Records from a data source:
* * * * * * * * *

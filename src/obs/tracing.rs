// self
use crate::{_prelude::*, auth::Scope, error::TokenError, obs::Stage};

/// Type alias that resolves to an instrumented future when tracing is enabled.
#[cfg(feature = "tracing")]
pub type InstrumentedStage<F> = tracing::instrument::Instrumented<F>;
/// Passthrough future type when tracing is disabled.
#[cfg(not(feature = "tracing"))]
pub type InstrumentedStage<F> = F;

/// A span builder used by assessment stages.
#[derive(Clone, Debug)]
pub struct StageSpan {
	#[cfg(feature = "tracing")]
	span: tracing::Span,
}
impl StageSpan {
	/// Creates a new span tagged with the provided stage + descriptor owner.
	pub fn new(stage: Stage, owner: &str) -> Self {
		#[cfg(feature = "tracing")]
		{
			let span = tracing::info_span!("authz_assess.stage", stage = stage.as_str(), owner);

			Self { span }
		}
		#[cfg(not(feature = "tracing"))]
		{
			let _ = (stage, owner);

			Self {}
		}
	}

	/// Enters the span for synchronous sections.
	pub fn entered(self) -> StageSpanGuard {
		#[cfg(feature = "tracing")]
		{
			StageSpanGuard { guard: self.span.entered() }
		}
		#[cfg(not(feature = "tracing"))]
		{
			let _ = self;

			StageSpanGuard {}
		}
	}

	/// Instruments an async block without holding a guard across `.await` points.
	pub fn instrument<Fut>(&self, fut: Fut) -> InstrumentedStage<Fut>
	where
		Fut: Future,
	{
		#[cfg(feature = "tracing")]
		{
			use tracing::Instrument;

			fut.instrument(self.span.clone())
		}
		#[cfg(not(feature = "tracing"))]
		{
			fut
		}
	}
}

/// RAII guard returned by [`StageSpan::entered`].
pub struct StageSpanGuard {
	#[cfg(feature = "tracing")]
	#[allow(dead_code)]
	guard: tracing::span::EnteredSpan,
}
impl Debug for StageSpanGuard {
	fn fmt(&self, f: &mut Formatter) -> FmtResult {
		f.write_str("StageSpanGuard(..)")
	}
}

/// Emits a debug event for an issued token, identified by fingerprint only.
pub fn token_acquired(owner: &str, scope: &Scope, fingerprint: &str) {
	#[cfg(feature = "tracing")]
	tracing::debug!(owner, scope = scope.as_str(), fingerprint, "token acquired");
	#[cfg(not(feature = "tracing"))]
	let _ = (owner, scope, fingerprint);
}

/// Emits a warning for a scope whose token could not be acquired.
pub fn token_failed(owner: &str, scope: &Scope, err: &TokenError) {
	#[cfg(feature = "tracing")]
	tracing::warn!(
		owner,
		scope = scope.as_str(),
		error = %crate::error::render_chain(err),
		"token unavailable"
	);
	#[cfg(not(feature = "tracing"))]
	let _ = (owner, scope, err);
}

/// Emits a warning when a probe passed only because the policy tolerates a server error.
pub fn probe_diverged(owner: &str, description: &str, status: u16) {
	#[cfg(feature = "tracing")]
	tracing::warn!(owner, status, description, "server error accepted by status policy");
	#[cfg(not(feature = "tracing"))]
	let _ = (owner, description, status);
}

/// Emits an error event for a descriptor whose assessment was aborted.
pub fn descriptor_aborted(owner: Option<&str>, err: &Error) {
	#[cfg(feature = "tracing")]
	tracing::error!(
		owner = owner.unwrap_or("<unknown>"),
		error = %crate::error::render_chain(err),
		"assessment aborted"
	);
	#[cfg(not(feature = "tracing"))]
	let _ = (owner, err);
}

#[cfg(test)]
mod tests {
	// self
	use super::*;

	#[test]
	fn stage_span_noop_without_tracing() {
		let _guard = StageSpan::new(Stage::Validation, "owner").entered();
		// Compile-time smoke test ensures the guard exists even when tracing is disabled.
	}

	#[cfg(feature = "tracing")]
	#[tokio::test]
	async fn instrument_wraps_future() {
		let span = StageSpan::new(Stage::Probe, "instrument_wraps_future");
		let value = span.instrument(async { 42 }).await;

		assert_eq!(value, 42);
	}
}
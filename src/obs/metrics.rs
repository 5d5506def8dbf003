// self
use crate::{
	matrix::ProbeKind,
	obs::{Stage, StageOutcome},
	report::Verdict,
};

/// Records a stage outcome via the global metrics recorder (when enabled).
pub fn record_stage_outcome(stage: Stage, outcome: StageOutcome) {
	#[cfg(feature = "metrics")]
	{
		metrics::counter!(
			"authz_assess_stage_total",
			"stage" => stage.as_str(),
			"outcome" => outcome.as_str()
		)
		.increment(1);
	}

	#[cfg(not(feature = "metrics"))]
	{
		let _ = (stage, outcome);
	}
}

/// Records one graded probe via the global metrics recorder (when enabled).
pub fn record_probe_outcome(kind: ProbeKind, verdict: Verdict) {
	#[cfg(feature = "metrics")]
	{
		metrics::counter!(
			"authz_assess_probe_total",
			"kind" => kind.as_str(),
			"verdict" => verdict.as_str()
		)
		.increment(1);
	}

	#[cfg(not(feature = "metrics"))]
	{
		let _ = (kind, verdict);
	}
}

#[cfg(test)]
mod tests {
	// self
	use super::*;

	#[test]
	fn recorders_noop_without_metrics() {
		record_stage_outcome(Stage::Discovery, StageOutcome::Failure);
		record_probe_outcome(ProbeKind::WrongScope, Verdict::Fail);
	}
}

* * * * * * * * *

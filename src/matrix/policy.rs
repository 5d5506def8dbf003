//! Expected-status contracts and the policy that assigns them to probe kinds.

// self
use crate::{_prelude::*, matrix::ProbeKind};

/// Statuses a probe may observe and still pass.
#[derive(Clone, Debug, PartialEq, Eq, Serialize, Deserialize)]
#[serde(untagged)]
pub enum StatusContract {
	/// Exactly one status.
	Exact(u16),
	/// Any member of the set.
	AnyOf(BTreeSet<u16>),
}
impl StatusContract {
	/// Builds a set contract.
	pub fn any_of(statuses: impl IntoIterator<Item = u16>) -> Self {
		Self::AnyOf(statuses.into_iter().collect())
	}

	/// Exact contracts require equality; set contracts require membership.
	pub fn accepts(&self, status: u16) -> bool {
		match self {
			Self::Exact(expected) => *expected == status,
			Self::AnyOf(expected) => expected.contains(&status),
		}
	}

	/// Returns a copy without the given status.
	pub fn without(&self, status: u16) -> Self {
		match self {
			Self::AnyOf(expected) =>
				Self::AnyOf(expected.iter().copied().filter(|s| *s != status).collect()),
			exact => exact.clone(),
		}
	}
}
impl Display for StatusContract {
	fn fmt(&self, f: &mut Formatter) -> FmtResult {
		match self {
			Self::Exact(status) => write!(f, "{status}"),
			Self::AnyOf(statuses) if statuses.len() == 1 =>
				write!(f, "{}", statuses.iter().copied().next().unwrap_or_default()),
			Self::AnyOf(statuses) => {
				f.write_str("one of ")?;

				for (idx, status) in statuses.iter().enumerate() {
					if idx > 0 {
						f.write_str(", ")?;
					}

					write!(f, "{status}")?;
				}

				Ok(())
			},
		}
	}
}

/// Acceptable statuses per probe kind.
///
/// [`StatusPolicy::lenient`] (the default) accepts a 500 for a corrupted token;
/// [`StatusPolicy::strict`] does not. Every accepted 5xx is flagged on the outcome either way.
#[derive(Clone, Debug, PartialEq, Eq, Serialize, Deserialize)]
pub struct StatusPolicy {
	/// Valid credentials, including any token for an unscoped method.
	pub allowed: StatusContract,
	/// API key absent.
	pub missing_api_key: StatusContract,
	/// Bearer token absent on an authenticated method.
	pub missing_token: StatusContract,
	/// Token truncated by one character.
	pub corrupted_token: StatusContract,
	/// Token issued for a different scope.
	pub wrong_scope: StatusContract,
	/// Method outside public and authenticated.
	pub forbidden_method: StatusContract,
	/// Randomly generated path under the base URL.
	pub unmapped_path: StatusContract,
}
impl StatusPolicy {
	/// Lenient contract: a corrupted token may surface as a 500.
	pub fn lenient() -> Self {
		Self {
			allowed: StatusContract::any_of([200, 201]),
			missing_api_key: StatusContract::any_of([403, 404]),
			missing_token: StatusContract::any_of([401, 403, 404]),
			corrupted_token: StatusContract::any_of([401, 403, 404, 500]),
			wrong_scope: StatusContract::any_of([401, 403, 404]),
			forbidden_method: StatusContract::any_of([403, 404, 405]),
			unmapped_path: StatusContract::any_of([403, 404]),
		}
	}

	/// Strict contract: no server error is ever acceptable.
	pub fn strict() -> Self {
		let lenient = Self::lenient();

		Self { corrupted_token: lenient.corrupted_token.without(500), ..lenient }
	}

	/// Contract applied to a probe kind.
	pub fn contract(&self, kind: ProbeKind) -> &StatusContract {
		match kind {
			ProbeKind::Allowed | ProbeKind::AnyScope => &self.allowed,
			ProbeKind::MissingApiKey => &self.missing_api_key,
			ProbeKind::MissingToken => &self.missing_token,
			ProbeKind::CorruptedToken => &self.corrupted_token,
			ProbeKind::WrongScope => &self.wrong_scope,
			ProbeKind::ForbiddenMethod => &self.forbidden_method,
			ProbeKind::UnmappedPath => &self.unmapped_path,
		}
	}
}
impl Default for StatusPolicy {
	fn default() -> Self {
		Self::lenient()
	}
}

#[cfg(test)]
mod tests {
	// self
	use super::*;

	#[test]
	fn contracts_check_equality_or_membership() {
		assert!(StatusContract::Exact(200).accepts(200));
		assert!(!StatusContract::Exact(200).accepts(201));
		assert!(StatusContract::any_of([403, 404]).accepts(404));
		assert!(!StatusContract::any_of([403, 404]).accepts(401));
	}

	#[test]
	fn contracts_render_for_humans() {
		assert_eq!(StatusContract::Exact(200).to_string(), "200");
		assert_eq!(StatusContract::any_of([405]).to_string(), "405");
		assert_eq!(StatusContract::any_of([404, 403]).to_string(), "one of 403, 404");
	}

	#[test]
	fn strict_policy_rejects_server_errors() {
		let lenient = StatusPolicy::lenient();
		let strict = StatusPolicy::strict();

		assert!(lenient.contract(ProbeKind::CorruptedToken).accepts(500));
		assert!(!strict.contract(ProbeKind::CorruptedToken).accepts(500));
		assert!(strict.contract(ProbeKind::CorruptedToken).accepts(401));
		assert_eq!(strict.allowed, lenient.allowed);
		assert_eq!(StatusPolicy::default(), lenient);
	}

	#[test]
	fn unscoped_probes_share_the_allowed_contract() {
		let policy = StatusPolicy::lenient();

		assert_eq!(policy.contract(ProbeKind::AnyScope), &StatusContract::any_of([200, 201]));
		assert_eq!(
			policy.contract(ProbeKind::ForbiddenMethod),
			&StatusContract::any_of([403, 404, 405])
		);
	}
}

* * * * * * * * *

● **What you should do**: Gather each line of the records holding the string "fingerprint".

● **Answer for this exercise**:
/// Emits a debug event for an issued token, identified by fingerprint only.
pub fn token_acquired(owner: &str, scope: &Scope, fingerprint: &str) {
	tracing::debug!(owner, scope = scope.as_str(), fingerprint, "token acquired");
	let _ = (owner, scope, fingerprint);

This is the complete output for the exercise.